Changer et refuser toute forme de discrimination

La rencontre, parfois même la confrontation des cultures, fait consubstantiellement partie de l’histoire de notre ville et de notre université. Avec 12 000 étudiants internationaux (dont 8 500 hors UE), sans compter la diversité culturelle au sein de nos personnels, l’Université de Strasbourg fait honneur à cette tradition. Cela est sa force et nous ne laisserons personne la bafouer. Avoir introduit dès cette rentrée les droits différenciés pour les internationaux extérieurs à l’UE1, alors que nous n’avions pas encore dépassé le taux limite des exonérations, est un excès de zèle, pour ne pas dire une faute morale qui va à l’encontre de ce que nous sommes. Les listes Au Pluriel refusent de discriminer un étudiant ou une étudiante sur la base de son pays d’origine. Il y a des moyens de rester dans le cadre du droit sans déroger à nos valeurs. Ayons l’intelligence de les penser ensemble ! De la même manière, les évolutions sociétales sur l’identité de genre n’ont pas été suffisamment prises en compte, tant en termes de prévention que d’action. Nos jeunes y sont très sensibles, et nous avons un devoir d’exemplarité dans ce domaine. Nous devons même aller plus loin : la reconnaissance de la liberté de chaque individu à être reconnu et respecté pour ce qu’il ou elle est.

« Mieux vivre ensemble notre université »

Telle est la devise de nos listes. Cela implique une plus grande solidarité à tous les niveaux. Elle passe bien sûr par la répartition de nos moyens humains et financiers, qui fera l’objet d’articles détaillés sur ce blog. Une chose est certaine : on ne peut imaginer une gouvernance fondée sur une pluralité d’acteurs sans une solidarité entre eux, ni sans une forme d’équité qui fera sortir notre université du système à deux vitesses (périmètre des crédits d’excellence et des appels fléchés d’un côté, fonctionnement général de l’autre) dans lequel elle s’est, parfois contre son gré, enferrée. La solution la plus adéquate n’est pas dans la répartition égalitaire, mais dans une approche sectorisée, par domaine disciplinaire, qui, partant de l’analyse des besoins et du fonctionnement spécifique des différents écosystèmes, trouve à positionner justement le curseur. Nous sommes toutes et tous membres d’une même communauté : nous avons toutes et tous le droit de disposer des moyens qui nous permettent d’exercer notre métier ou de faire nos études dans des conditions décentes et plaisantes.

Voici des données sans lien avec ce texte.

//! # User Repository
//!
//! Database operations for user accounts and login checks.
//!
//! ## Password Handling
//! ```text
//! ┌─────────────────────────────────────────────────────────────────────────┐
//! │  create_user / set_password                                             │
//! │      plain password ──► argon2 PHC string ──► users.password_hash       │
//! │                         (salt embedded, one per hash)                   │
//! │                                                                         │
//! │  authenticate(username, password)                                       │
//! │      unknown user      ──► Ok(None)     ┐                               │
//! │      deactivated user  ──► Ok(None)     ├── indistinguishable to the    │
//! │      wrong password    ──► Ok(None)     ┘   caller, by intent           │
//! │      success           ──► stamps last_login_at, Ok(Some(user))         │
//! └─────────────────────────────────────────────────────────────────────────┘
//! ```
//!
//! `Err` from authenticate means the check itself could not run (broken
//! stored hash, connection trouble), never that the password was wrong.

use chrono::Utc;
use sqlx::SqlitePool;
use tracing::{debug, warn};

use crate::error::{DbError, DbResult};
use meridian_core::validation::{
    validate_email, validate_name, validate_password, validate_username,
};
use meridian_core::{NewUser, User, UserRole};

/// Username of the bootstrap account created on an empty users table.
pub const DEFAULT_ADMIN_USERNAME: &str = "admin";

/// Starting password of the bootstrap account. Meant to be changed at
/// first login.
pub const DEFAULT_ADMIN_PASSWORD: &str = "admin123";

/// Repository for user database operations.
#[derive(Debug, Clone)]
pub struct UserRepository {
    pool: SqlitePool,
}

impl UserRepository {
    /// Creates a new UserRepository.
    pub fn new(pool: SqlitePool) -> Self {
        UserRepository { pool }
    }

    /// Creates a user account. The plain password from the draft is hashed
    /// here and discarded; only the PHC string is stored.
    ///
    /// ## Returns
    /// * `Ok(User)` - Created account, active, with assigned id
    /// * `Err(DbError::Validation)` - Bad username, password, name, or email
    /// * `Err(DbError::UniqueViolation)` - Username already taken
    pub async fn create_user(&self, draft: NewUser) -> DbResult<User> {
        validate_username(&draft.username)?;
        validate_password(&draft.password)?;
        validate_name(&draft.full_name)?;
        if let Some(email) = &draft.email {
            validate_email(email)?;
        }

        let password_hash = hash_password(&draft.password)?;
        let created_at = Utc::now();

        debug!(username = %draft.username, role = %draft.role.as_str(), "Creating user");

        let result = sqlx::query(
            r#"
            INSERT INTO users (username, password_hash, full_name, email, role, is_active, last_login_at, created_at)
            VALUES (?1, ?2, ?3, ?4, ?5, 1, NULL, ?6)
            "#,
        )
        .bind(&draft.username)
        .bind(&password_hash)
        .bind(&draft.full_name)
        .bind(&draft.email)
        .bind(draft.role)
        .bind(created_at)
        .execute(&self.pool)
        .await?;

        Ok(User {
            id: result.last_insert_rowid(),
            username: draft.username,
            password_hash,
            full_name: draft.full_name,
            email: draft.email,
            role: draft.role,
            is_active: true,
            last_login_at: None,
            created_at,
        })
    }

    /// Checks a username/password pair.
    ///
    /// Unknown username, deactivated account, and wrong password all come
    /// back as `Ok(None)` so the caller can show one uniform "login failed"
    /// message. On success the account's `last_login_at` is stamped and
    /// the user returned.
    pub async fn authenticate(&self, username: &str, password: &str) -> DbResult<Option<User>> {
        let user = match self.get_by_username(username).await? {
            Some(user) => user,
            None => {
                debug!(username = %username, "Login failed: unknown username");
                return Ok(None);
            }
        };

        if !user.is_active {
            debug!(username = %username, "Login failed: account deactivated");
            return Ok(None);
        }

        if !verify_password(password, &user.password_hash)? {
            debug!(username = %username, "Login failed: wrong password");
            return Ok(None);
        }

        let now = Utc::now();
        sqlx::query("UPDATE users SET last_login_at = ?2 WHERE id = ?1")
            .bind(user.id)
            .bind(now)
            .execute(&self.pool)
            .await?;

        debug!(username = %username, id = %user.id, "Login succeeded");

        Ok(Some(User {
            last_login_at: Some(now),
            ..user
        }))
    }

    /// Gets a user by id.
    pub async fn get_by_id(&self, id: i64) -> DbResult<Option<User>> {
        let user = sqlx::query_as::<_, User>(
            r#"
            SELECT id, username, password_hash, full_name, email, role, is_active, last_login_at, created_at
            FROM users
            WHERE id = ?1
            "#,
        )
        .bind(id)
        .fetch_optional(&self.pool)
        .await?;

        Ok(user)
    }

    /// Gets a user by username.
    pub async fn get_by_username(&self, username: &str) -> DbResult<Option<User>> {
        let user = sqlx::query_as::<_, User>(
            r#"
            SELECT id, username, password_hash, full_name, email, role, is_active, last_login_at, created_at
            FROM users
            WHERE username = ?1
            "#,
        )
        .bind(username)
        .fetch_optional(&self.pool)
        .await?;

        Ok(user)
    }

    /// Lists all users, by username.
    pub async fn list(&self) -> DbResult<Vec<User>> {
        let users = sqlx::query_as::<_, User>(
            r#"
            SELECT id, username, password_hash, full_name, email, role, is_active, last_login_at, created_at
            FROM users
            ORDER BY username
            "#,
        )
        .fetch_all(&self.pool)
        .await?;

        Ok(users)
    }

    /// Updates a user's display fields and role. Username, password, and
    /// activation go through their own operations.
    pub async fn update_profile(
        &self,
        id: i64,
        full_name: &str,
        email: Option<&str>,
        role: UserRole,
    ) -> DbResult<User> {
        validate_name(full_name)?;
        if let Some(email) = email {
            validate_email(email)?;
        }

        debug!(id = %id, "Updating user profile");

        let result = sqlx::query(
            r#"
            UPDATE users SET
                full_name = ?2,
                email = ?3,
                role = ?4
            WHERE id = ?1
            "#,
        )
        .bind(id)
        .bind(full_name)
        .bind(email)
        .bind(role)
        .execute(&self.pool)
        .await?;

        if result.rows_affected() == 0 {
            return Err(DbError::not_found("User", id.to_string()));
        }

        self.get_by_id(id)
            .await?
            .ok_or_else(|| DbError::not_found("User", id.to_string()))
    }

    /// Replaces a user's password with a fresh hash of the new one.
    pub async fn set_password(&self, id: i64, new_password: &str) -> DbResult<()> {
        validate_password(new_password)?;

        let password_hash = hash_password(new_password)?;

        debug!(id = %id, "Setting user password");

        let result = sqlx::query("UPDATE users SET password_hash = ?2 WHERE id = ?1")
            .bind(id)
            .bind(&password_hash)
            .execute(&self.pool)
            .await?;

        if result.rows_affected() == 0 {
            return Err(DbError::not_found("User", id.to_string()));
        }

        Ok(())
    }

    /// Activates or deactivates an account. A deactivated account keeps
    /// its data but can no longer log in.
    pub async fn set_active(&self, id: i64, active: bool) -> DbResult<()> {
        debug!(id = %id, active, "Setting user active flag");

        let result = sqlx::query("UPDATE users SET is_active = ?2 WHERE id = ?1")
            .bind(id)
            .bind(active)
            .execute(&self.pool)
            .await?;

        if result.rows_affected() == 0 {
            return Err(DbError::not_found("User", id.to_string()));
        }

        Ok(())
    }

    /// Deletes a user account.
    pub async fn delete(&self, id: i64) -> DbResult<()> {
        debug!(id = %id, "Deleting user");

        let result = sqlx::query("DELETE FROM users WHERE id = ?1")
            .bind(id)
            .execute(&self.pool)
            .await?;

        if result.rows_affected() == 0 {
            return Err(DbError::not_found("User", id.to_string()));
        }

        Ok(())
    }

    /// Counts users (for diagnostics).
    pub async fn count(&self) -> DbResult<i64> {
        let count: i64 = sqlx::query_scalar("SELECT COUNT(*) FROM users")
            .fetch_one(&self.pool)
            .await?;

        Ok(count)
    }

    /// Creates the default admin account when the users table is empty,
    /// so a fresh installation has a way in. Returns `true` when the
    /// account was created on this call.
    pub async fn ensure_default_admin(&self) -> DbResult<bool> {
        if self.count().await? > 0 {
            return Ok(false);
        }

        warn!(
            username = %DEFAULT_ADMIN_USERNAME,
            "No user accounts exist; creating default admin. Change its password at first login."
        );

        self.create_user(NewUser {
            username: DEFAULT_ADMIN_USERNAME.to_string(),
            password: DEFAULT_ADMIN_PASSWORD.to_string(),
            full_name: "Administrator".to_string(),
            email: None,
            role: UserRole::Admin,
        })
        .await?;

        Ok(true)
    }
}

// =============================================================================
// Helper Functions
// =============================================================================

/// Hashes a password for storage as an argon2 PHC string.
fn hash_password(password: &str) -> DbResult<String> {
    use argon2::{
        password_hash::{rand_core::OsRng, SaltString},
        Argon2, PasswordHasher,
    };

    let salt = SaltString::generate(&mut OsRng);
    let hash = Argon2::default()
        .hash_password(password.as_bytes(), &salt)
        .map_err(|e| DbError::PasswordHash(format!("Failed to hash password: {}", e)))?;

    Ok(hash.to_string())
}

/// Verifies a password against a stored PHC string.
///
/// A wrong password is `Ok(false)`. `Err` means the check could not run,
/// e.g. the stored hash is malformed.
fn verify_password(password: &str, hash: &str) -> DbResult<bool> {
    use argon2::{Argon2, PasswordHash, PasswordVerifier};

    let parsed = PasswordHash::new(hash)
        .map_err(|e| DbError::PasswordHash(format!("Stored hash is unusable: {}", e)))?;

    match Argon2::default().verify_password(password.as_bytes(), &parsed) {
        Ok(()) => Ok(true),
        Err(argon2::password_hash::Error::Password) => Ok(false),
        Err(e) => Err(DbError::PasswordHash(e.to_string())),
    }
}

// =============================================================================
// Unit Tests
// =============================================================================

C’est la condition sine qua non d’un vivre ensemble soutenable. Mais plus encore, nous ne vivrons bien ensemble que si nous avons des espaces pour respirer (ce qui présuppose de desserrer l’étau de la complexité) et que si nous retrouvons une immédiateté dans notre quotidien. Un système plus déconcentré devrait permettre de revoir les circuits administratifs, de les raccourcir, de redonner de la proximité entre les différents interlocuteurs, de remettre un visage derrière une adresse e-mail.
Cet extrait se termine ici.